What to work on: Check every line in the listing below for "starting". Copy the ones where it occurs.
_ _ _ _
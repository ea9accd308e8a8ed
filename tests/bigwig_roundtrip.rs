//! End-to-end bigWig round trips: value decoding, interval averaging, the
//! n-bin summarize path (including its zoom-vs-raw fallback), and the
//! fixedStep query-boundary realignment.

use std::collections::BTreeMap;

use bigtools::{
    average_over_interval, summarize, BigWigRead, BigWigWrite, BigWigWriteOptions, Value,
    WigSection,
};

fn chrom_sizes() -> BTreeMap<String, u32> {
    let mut sizes = BTreeMap::new();
    sizes.insert("chr1".to_string(), 1_000);
    sizes
}

fn step_values() -> BTreeMap<String, Vec<WigSection>> {
    let mut sections = BTreeMap::new();
    sections.insert(
        "chr1".to_string(),
        vec![WigSection::VariableStep {
            span: 10,
            items: vec![(0, 1.0), (10, 2.0), (50, 5.0)],
        }],
    );
    sections
}

#[test]
fn roundtrips_values_with_deflate() {
    let file = tempfile::NamedTempFile::new().unwrap();
    BigWigWrite::create_file(file.path(), BigWigWriteOptions::default())
        .write(chrom_sizes(), step_values())
        .unwrap();

    let mut reader = BigWigRead::open_file(file.path().to_str().unwrap()).unwrap();
    let values: Vec<Value> = reader
        .get_interval("chr1", 0, 0, true)
        .unwrap()
        .collect::<Result<_, _>>()
        .unwrap();

    assert_eq!(
        values,
        vec![
            Value { start: 0, end: 10, value: 1.0 },
            Value { start: 10, end: 20, value: 2.0 },
            Value { start: 50, end: 60, value: 5.0 },
        ]
    );
}

#[test]
fn average_over_interval_matches_hand_computed_stats() {
    let file = tempfile::NamedTempFile::new().unwrap();
    BigWigWrite::create_file(file.path(), BigWigWriteOptions::default())
        .write(chrom_sizes(), step_values())
        .unwrap();

    let mut reader = BigWigRead::open_file(file.path().to_str().unwrap()).unwrap();
    let interval = bigtools::ChromosomeInterval::new(0, 0, 100).unwrap();
    let avg = average_over_interval(&mut reader, &interval).unwrap();

    // sum = 10*1.0 + 10*2.0 + 10*5.0 = 80; bases_covered = 30; size = 100
    assert_eq!(avg.size, 100);
    assert_eq!(avg.bases_covered, 30);
    assert!((avg.sum - 80.0).abs() < 1e-6);
    assert!((avg.mean0 - 0.8).abs() < 1e-6);
    assert!((avg.mean - (80.0 / 30.0)).abs() < 1e-6);
}

#[test]
fn summarize_bins_cover_every_record_exactly_once() {
    let file = tempfile::NamedTempFile::new().unwrap();
    let mut sections = BTreeMap::new();
    // One value per base over [0, 100) so any binning's bases_covered sums
    // to the bin width exactly, and the zoom pyramid has real data to use.
    let items: Vec<(u32, f32)> = (0..100u32).map(|i| (i, (i % 7) as f32)).collect();
    let expected_sum: f64 = items.iter().map(|(_, v)| *v as f64).sum();
    sections.insert(
        "chr1".to_string(),
        vec![WigSection::VariableStep { span: 1, items }],
    );

    BigWigWrite::create_file(file.path(), BigWigWriteOptions::default())
        .write(chrom_sizes(), sections)
        .unwrap();

    let mut reader = BigWigRead::open_file(file.path().to_str().unwrap()).unwrap();
    let bins = summarize(&mut reader, "chr1", 0, 100, 10, true).unwrap();

    assert_eq!(bins.len(), 10);
    let total_bases: u64 = bins.iter().map(|b| b.bases_covered).sum();
    assert_eq!(total_bases, 100);
    for bin in &bins {
        assert_eq!(bin.bases_covered, 10);
    }

    let got_sum: f64 = bins.iter().map(|b| b.sum).sum();
    assert!((got_sum - expected_sum).abs() < 1e-3);
}

#[test]
fn summarize_rejects_more_bins_than_bases() {
    let file = tempfile::NamedTempFile::new().unwrap();
    BigWigWrite::create_file(file.path(), BigWigWriteOptions::default())
        .write(chrom_sizes(), step_values())
        .unwrap();

    let mut reader = BigWigRead::open_file(file.path().to_str().unwrap()).unwrap();
    let result = summarize(&mut reader, "chr1", 0, 5, 10, true);
    assert!(result.is_err());
}

#[test]
fn write_rejects_unsorted_values() {
    let file = tempfile::NamedTempFile::new().unwrap();
    let mut sections = BTreeMap::new();
    sections.insert(
        "chr1".to_string(),
        vec![WigSection::VariableStep {
            span: 10,
            items: vec![(50, 1.0), (10, 2.0)],
        }],
    );

    let result = BigWigWrite::create_file(file.path(), BigWigWriteOptions::default())
        .write(chrom_sizes(), sections);
    assert!(matches!(
        result,
        Err(bigtools::BigWigWriteError::Unsorted { prev_start: 50, start: 10, .. })
    ));
}

#[test]
fn write_rejects_bedgraph_sections() {
    let file = tempfile::NamedTempFile::new().unwrap();
    let mut sections = BTreeMap::new();
    sections.insert(
        "chr1".to_string(),
        vec![WigSection::BedGraph(vec![Value { start: 0, end: 10, value: 1.0 }])],
    );

    let result = BigWigWrite::create_file(file.path(), BigWigWriteOptions::default())
        .write(chrom_sizes(), sections);
    assert!(matches!(result, Err(bigtools::BigWigWriteError::NotSupported(_))));
}

#[test]
fn fixed_step_query_realigns_to_query_start() {
    // Matches the worked example: a fixedStep section starting at 400601
    // with step 100, span 1, values [11, 22, 33] covers [400601,400602),
    // [400701,400702), [400801,400802). A query starting at 400700 must
    // not report items at their true positions; it realigns so the first
    // surviving item is reported at the query-aligned boundary 400700.
    let mut sizes = BTreeMap::new();
    sizes.insert("chr3".to_string(), 1_000_000);

    let mut sections = BTreeMap::new();
    sections.insert(
        "chr3".to_string(),
        vec![WigSection::FixedStep {
            start: 400_601,
            step: 100,
            span: 1,
            values: vec![11.0, 22.0, 33.0],
        }],
    );

    let file = tempfile::NamedTempFile::new().unwrap();
    BigWigWrite::create_file(file.path(), BigWigWriteOptions::default())
        .write(sizes, sections)
        .unwrap();

    let mut reader = BigWigRead::open_file(file.path().to_str().unwrap()).unwrap();
    let values: Vec<Value> = reader
        .get_interval("chr3", 400_700, 410_000, true)
        .unwrap()
        .collect::<Result<_, _>>()
        .unwrap();

    assert_eq!(
        values,
        vec![
            Value { start: 400_700, end: 400_701, value: 22.0 },
            Value { start: 400_800, end: 400_801, value: 33.0 },
        ]
    );
}
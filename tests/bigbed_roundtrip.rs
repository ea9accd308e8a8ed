//! End-to-end bigBed round trips: write a file, then read it back and check
//! the decoded records, the overlap/containment query modes, and the
//! writer's validation of its inputs.

use std::collections::BTreeMap;

use byteordered::Endianness;

use bigtools::{BedEntry, BigBedRead, BigBedWrite, BigBedWriteOptions, Compression};

fn small_chrom_sizes() -> BTreeMap<String, u32> {
    let mut sizes = BTreeMap::new();
    sizes.insert("chr1".to_string(), 1_000);
    sizes.insert("chr2".to_string(), 500);
    sizes
}

fn small_entries() -> BTreeMap<String, Vec<BedEntry>> {
    let mut entries = BTreeMap::new();
    entries.insert(
        "chr1".to_string(),
        vec![
            BedEntry { start: 10, end: 20, rest: "geneA\t1\t+".to_string() },
            BedEntry { start: 30, end: 40, rest: "geneB\t2\t-".to_string() },
            BedEntry { start: 100, end: 200, rest: "geneC\t3\t+".to_string() },
        ],
    );
    entries
}

#[test]
fn roundtrips_with_snappy_and_little_endian() {
    let file = tempfile::NamedTempFile::new().unwrap();
    let options = BigBedWriteOptions {
        compression: Compression::Snappy,
        items_per_slot: 2,
        block_size: 4,
        zoom_level_count: 2,
        byte_order: Endianness::Little,
        cancel: None,
    };
    BigBedWrite::create_file(file.path(), options)
        .write(small_chrom_sizes(), small_entries())
        .unwrap();

    let mut reader = BigBedRead::open_file(file.path().to_str().unwrap()).unwrap();
    let entries: Vec<BedEntry> = reader
        .get_interval("chr1", 0, 0, true)
        .unwrap()
        .collect::<Result<_, _>>()
        .unwrap();

    assert_eq!(
        entries,
        vec![
            BedEntry { start: 10, end: 20, rest: "geneA\t1\t+".to_string() },
            BedEntry { start: 30, end: 40, rest: "geneB\t2\t-".to_string() },
            BedEntry { start: 100, end: 200, rest: "geneC\t3\t+".to_string() },
        ]
    );
}

#[test]
fn overlap_mode_and_containment_mode_disagree_at_the_boundary() {
    let file = tempfile::NamedTempFile::new().unwrap();
    let options = BigBedWriteOptions {
        compression: Compression::None,
        ..BigBedWriteOptions::default()
    };
    let mut chrom_sizes = BTreeMap::new();
    chrom_sizes.insert("chr1".to_string(), 1_000);
    let mut entries = BTreeMap::new();
    entries.insert(
        "chr1".to_string(),
        vec![BedEntry { start: 100, end: 200, rest: "rec\t0\t+".to_string() }],
    );
    BigBedWrite::create_file(file.path(), options)
        .write(chrom_sizes, entries)
        .unwrap();

    let mut reader = BigBedRead::open_file(file.path().to_str().unwrap()).unwrap();

    // [150, 250) overlaps [100, 200) (100 < 250 && 200 > 150) but does not
    // contain it (100 < 150).
    let overlapping: Vec<_> = reader
        .get_interval("chr1", 150, 250, true)
        .unwrap()
        .collect::<Result<_, _>>()
        .unwrap();
    assert_eq!(overlapping.len(), 1);

    let contained: Vec<BedEntry> = reader
        .get_interval("chr1", 150, 250, false)
        .unwrap()
        .collect::<Result<_, _>>()
        .unwrap();
    assert!(contained.is_empty());

    // A wider window that fully contains the record passes both modes.
    let contained_wide: Vec<BedEntry> = reader
        .get_interval("chr1", 50, 300, false)
        .unwrap()
        .collect::<Result<_, _>>()
        .unwrap();
    assert_eq!(contained_wide.len(), 1);
}

#[test]
fn missing_chromosome_yields_empty_iterator_not_an_error() {
    let file = tempfile::NamedTempFile::new().unwrap();
    BigBedWrite::create_file(file.path(), BigBedWriteOptions::default())
        .write(small_chrom_sizes(), small_entries())
        .unwrap();

    let mut reader = BigBedRead::open_file(file.path().to_str().unwrap()).unwrap();
    let entries: Vec<BedEntry> = reader
        .get_interval("chrUnknown", 0, 100, true)
        .unwrap()
        .collect::<Result<_, _>>()
        .unwrap();
    assert!(entries.is_empty());
}

#[test]
fn write_rejects_unknown_chromosome() {
    let file = tempfile::NamedTempFile::new().unwrap();
    let mut chrom_sizes = BTreeMap::new();
    chrom_sizes.insert("chr1".to_string(), 1_000);
    let mut entries = BTreeMap::new();
    entries.insert(
        "chr2".to_string(),
        vec![BedEntry { start: 0, end: 10, rest: String::new() }],
    );

    let result =
        BigBedWrite::create_file(file.path(), BigBedWriteOptions::default()).write(chrom_sizes, entries);
    assert!(matches!(
        result,
        Err(bigtools::bbi::bigbedwrite::BigBedWriteError::UnknownChrom(ref c)) if c == "chr2"
    ));
}

#[test]
fn write_rejects_unsorted_entries() {
    let file = tempfile::NamedTempFile::new().unwrap();
    let mut chrom_sizes = BTreeMap::new();
    chrom_sizes.insert("chr1".to_string(), 1_000);
    let mut entries = BTreeMap::new();
    entries.insert(
        "chr1".to_string(),
        vec![
            BedEntry { start: 50, end: 60, rest: String::new() },
            BedEntry { start: 10, end: 20, rest: String::new() },
        ],
    );

    let result =
        BigBedWrite::create_file(file.path(), BigBedWriteOptions::default()).write(chrom_sizes, entries);
    assert!(matches!(
        result,
        Err(bigtools::bbi::bigbedwrite::BigBedWriteError::Unsorted { prev_start: 50, start: 10, .. })
    ));
}

#[test]
fn little_and_big_endian_files_decode_identically() {
    let le_file = tempfile::NamedTempFile::new().unwrap();
    let be_file = tempfile::NamedTempFile::new().unwrap();

    for (path, order) in [
        (le_file.path(), Endianness::Little),
        (be_file.path(), Endianness::Big),
    ] {
        let options = BigBedWriteOptions {
            byte_order: order,
            ..BigBedWriteOptions::default()
        };
        BigBedWrite::create_file(path, options)
            .write(small_chrom_sizes(), small_entries())
            .unwrap();
    }

    let mut le_reader = BigBedRead::open_file(le_file.path().to_str().unwrap()).unwrap();
    let mut be_reader = BigBedRead::open_file(be_file.path().to_str().unwrap()).unwrap();

    let le_entries: Vec<BedEntry> = le_reader
        .get_interval("chr1", 0, 0, true)
        .unwrap()
        .collect::<Result<_, _>>()
        .unwrap();
    let be_entries: Vec<BedEntry> = be_reader
        .get_interval("chr1", 0, 0, true)
        .unwrap()
        .collect::<Result<_, _>>()
        .unwrap();

    assert_eq!(le_entries, be_entries);
}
_ _ _ _
Result:
    // Matches the worked example: a fixedStep section starting at 400601
    // [400701,400702), [400801,400802). A query starting at 400700 must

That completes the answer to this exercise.